Collected data:
Content starts

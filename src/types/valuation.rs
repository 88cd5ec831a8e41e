//! Market valuation records and request parameters.

use serde::{Deserialize, Deserializer, Serialize};
use serde_json::{Map, Value};

use super::Cidade;

#[derive(Clone, Debug, PartialEq, Serialize, Deserialize)]
pub struct Valuation {
    pub valor_estimado: f64,
    pub valor_minimo: f64,
    pub valor_maximo: f64,
    /// Confidence score in `[0, 1]`
    pub confianca: f64,
    pub valor_m2: f64,
    pub metodologia: String,
    pub data_referencia: String,
}

/// A nearby property used as a price reference.
#[derive(Clone, Debug, PartialEq, Serialize, Deserialize)]
pub struct Comparavel {
    pub sql: String,
    pub logradouro: String,
    pub bairro: String,
    pub area_construida: f64,
    pub valor_venal: f64,
    pub valor_m2: f64,
    #[serde(default, skip_serializing_if = "Option::is_none")]
    pub distancia_km: Option<f64>,
}

/// Estimate from the automated valuation model.
#[derive(Clone, Debug, PartialEq, Serialize, Deserialize)]
pub struct AvmEstimate {
    pub valor_estimado: f64,
    pub valor_minimo: f64,
    pub valor_maximo: f64,
    pub valor_m2: f64,
    pub confianca: f64,
    pub modelo_versao: String,
}

/// Estimate derived from recorded ITBI transactions.
#[derive(Clone, Debug, PartialEq, Serialize, Deserialize)]
pub struct ItbiMarketEstimate {
    pub valor_estimado: f64,
    pub faixa_minima: f64,
    pub faixa_maxima: f64,
    pub valor_m2_mediana: f64,
    pub total_transacoes: u32,
    pub periodo: String,
    pub fonte: String,
}

/// Weighted combination of the AVM and ITBI estimates.
#[derive(Clone, Debug, PartialEq, Serialize, Deserialize)]
pub struct FinalValuation {
    pub estimado: f64,
    pub minimo: f64,
    pub maximo: f64,
    pub metodo: String,
    pub peso_avm: f64,
    pub peso_itbi: f64,
    pub confianca: f64,
    #[serde(default, skip_serializing_if = "Option::is_none")]
    pub nota: Option<String>,
}

/// Full evaluation of a property: tax data, both estimates and the final value.
#[derive(Clone, Debug, PartialEq, Serialize, Deserialize)]
pub struct PropertyEvaluation {
    #[serde(default)]
    pub imovel: Map<String, Value>,
    #[serde(default, deserialize_with = "empty_as_none")]
    pub avaliacao_avm: Option<AvmEstimate>,
    #[serde(default, deserialize_with = "empty_as_none")]
    pub avaliacao_itbi: Option<ItbiMarketEstimate>,
    pub valor_final: FinalValuation,
    #[serde(default)]
    pub comparaveis: Option<Value>,
    #[serde(default)]
    pub metadata: Map<String, Value>,
}

impl PropertyEvaluation {
    pub fn valor_estimado(&self) -> f64 {
        self.valor_final.estimado
    }

    /// Data sources listed under `metadata.fontes`.
    pub fn fontes_utilizadas(&self) -> Vec<String> {
        self.metadata
            .get("fontes")
            .and_then(Value::as_array)
            .map(|fontes| {
                fontes
                    .iter()
                    .filter_map(Value::as_str)
                    .map(String::from)
                    .collect()
            })
            .unwrap_or_default()
    }
}

/// The service sends `{}` or `null` when an estimate is unavailable.
fn empty_as_none<'de, D, T>(deserializer: D) -> Result<Option<T>, D::Error>
where
    D: Deserializer<'de>,
    T: serde::de::DeserializeOwned,
{
    match Value::deserialize(deserializer)? {
        Value::Null => Ok(None),
        Value::Object(map) if map.is_empty() => Ok(None),
        value => serde_json::from_value(value)
            .map(Some)
            .map_err(serde::de::Error::custom),
    }
}

/// Parameters of `GET /valuation/estimate`.
#[derive(Clone, Debug, PartialEq)]
pub struct EstimateRequest {
    pub area_terreno: f64,
    pub area_construida: f64,
    pub bairro: String,
    pub cidade: Cidade,
    pub zona: Option<String>,
    pub tipo_uso: Option<String>,
    pub tipo_padrao: Option<String>,
    pub ano_construcao: Option<i32>,
}

impl EstimateRequest {
    pub fn new(area_terreno: f64, area_construida: f64, bairro: impl Into<String>) -> Self {
        Self {
            area_terreno,
            area_construida,
            bairro: bairro.into(),
            cidade: Cidade::default(),
            zona: None,
            tipo_uso: None,
            tipo_padrao: None,
            ano_construcao: None,
        }
    }

    pub fn cidade(mut self, cidade: impl Into<Cidade>) -> Self {
        self.cidade = cidade.into();
        self
    }

    /// Use zone, e.g. `ZM`.
    pub fn zona(mut self, zona: impl Into<String>) -> Self {
        self.zona = Some(zona.into());
        self
    }

    pub fn tipo_uso(mut self, tipo_uso: impl Into<String>) -> Self {
        self.tipo_uso = Some(tipo_uso.into());
        self
    }

    pub fn tipo_padrao(mut self, tipo_padrao: impl Into<String>) -> Self {
        self.tipo_padrao = Some(tipo_padrao.into());
        self
    }

    pub fn ano_construcao(mut self, ano: i32) -> Self {
        self.ano_construcao = Some(ano);
        self
    }
}

pub const DEFAULT_COMPARABLES_LIMIT: u32 = 10;

/// Parameters of `GET /valuation/comparables`.
#[derive(Clone, Debug, PartialEq)]
pub struct ComparablesRequest {
    pub bairro: String,
    pub area_min: f64,
    pub area_max: f64,
    pub cidade: Cidade,
    pub limit: u32,
}

impl ComparablesRequest {
    pub fn new(bairro: impl Into<String>, area_min: f64, area_max: f64) -> Self {
        Self {
            bairro: bairro.into(),
            area_min,
            area_max,
            cidade: Cidade::default(),
            limit: DEFAULT_COMPARABLES_LIMIT,
        }
    }

    pub fn cidade(mut self, cidade: impl Into<Cidade>) -> Self {
        self.cidade = cidade.into();
        self
    }

    pub fn limit(mut self, limit: u32) -> Self {
        self.limit = limit;
        self
    }
}

#[cfg(test)]
mod tests {
    use super::*;
    use serde_json::json;

    fn valor_final() -> Value {
        json!({
            "estimado": 1200000.0,
            "minimo": 1100000.0,
            "maximo": 1300000.0,
            "metodo": "ponderado",
            "peso_avm": 0.6,
            "peso_itbi": 0.4,
            "confianca": 0.85
        })
    }

    #[test]
    fn test_property_evaluation_full() {
        let evaluation: PropertyEvaluation = serde_json::from_value(json!({
            "imovel": {"sql": "008.045.0123-4"},
            "avaliacao_avm": {
                "valor_estimado": 1250000.0,
                "valor_minimo": 1150000.0,
                "valor_maximo": 1350000.0,
                "valor_m2": 12500.0,
                "confianca": 0.9,
                "modelo_versao": "v2.1"
            },
            "avaliacao_itbi": {
                "valor_estimado": 1150000.0,
                "faixa_minima": 1000000.0,
                "faixa_maxima": 1300000.0,
                "valor_m2_mediana": 11500.0,
                "total_transacoes": 42,
                "periodo": "2023-2024",
                "fonte": "ITBI SP"
            },
            "valor_final": valor_final(),
            "metadata": {"fontes": ["iptu", "avm", "itbi"]}
        }))
        .unwrap();

        assert_eq!(evaluation.valor_estimado(), 1200000.0);
        assert_eq!(evaluation.fontes_utilizadas(), vec!["iptu", "avm", "itbi"]);
        assert_eq!(evaluation.avaliacao_avm.unwrap().modelo_versao, "v2.1");
        assert_eq!(evaluation.avaliacao_itbi.unwrap().total_transacoes, 42);
        assert!(evaluation.valor_final.nota.is_none());
    }

    #[test]
    fn test_property_evaluation_missing_estimates() {
        let evaluation: PropertyEvaluation = serde_json::from_value(json!({
            "avaliacao_avm": {},
            "avaliacao_itbi": null,
            "valor_final": valor_final()
        }))
        .unwrap();

        assert!(evaluation.avaliacao_avm.is_none());
        assert!(evaluation.avaliacao_itbi.is_none());
        assert!(evaluation.imovel.is_empty());
        assert!(evaluation.fontes_utilizadas().is_empty());
    }

    #[test]
    fn test_request_defaults() {
        let estimate = EstimateRequest::new(250.0, 180.0, "Pinheiros").zona("ZM");
        assert_eq!(estimate.cidade, Cidade::SaoPaulo);
        assert_eq!(estimate.zona.as_deref(), Some("ZM"));
        assert!(estimate.ano_construcao.is_none());

        let comparables = ComparablesRequest::new("Pinheiros", 100.0, 200.0).cidade("bh");
        assert_eq!(comparables.limit, 10);
        assert_eq!(comparables.cidade, Cidade::BeloHorizonte);
    }
}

Content ends

• _Directions for this task_
Repeat only what lies between the first line of the data and the line containing "a price reference.", both of those lines included, exactly as it stands.

• _Response area_
filename src/types/valuation.rs
repository 88cd5ec831a8e41e
//! Market valuation records and request parameters.

use serde::{Deserialize, Deserializer, Serialize};
use serde_json::{Map, Value};

use super::Cidade;

#[derive(Clone, Debug, PartialEq, Serialize, Deserialize)]
pub struct Valuation {
    pub valor_estimado: f64,
    pub valor_minimo: f64,
    pub valor_maximo: f64,
    /// Confidence score in `[0, 1]`
    pub confianca: f64,
    pub valor_m2: f64,
    pub metodologia: String,
    pub data_referencia: String,
}

/// A nearby property used as a price reference.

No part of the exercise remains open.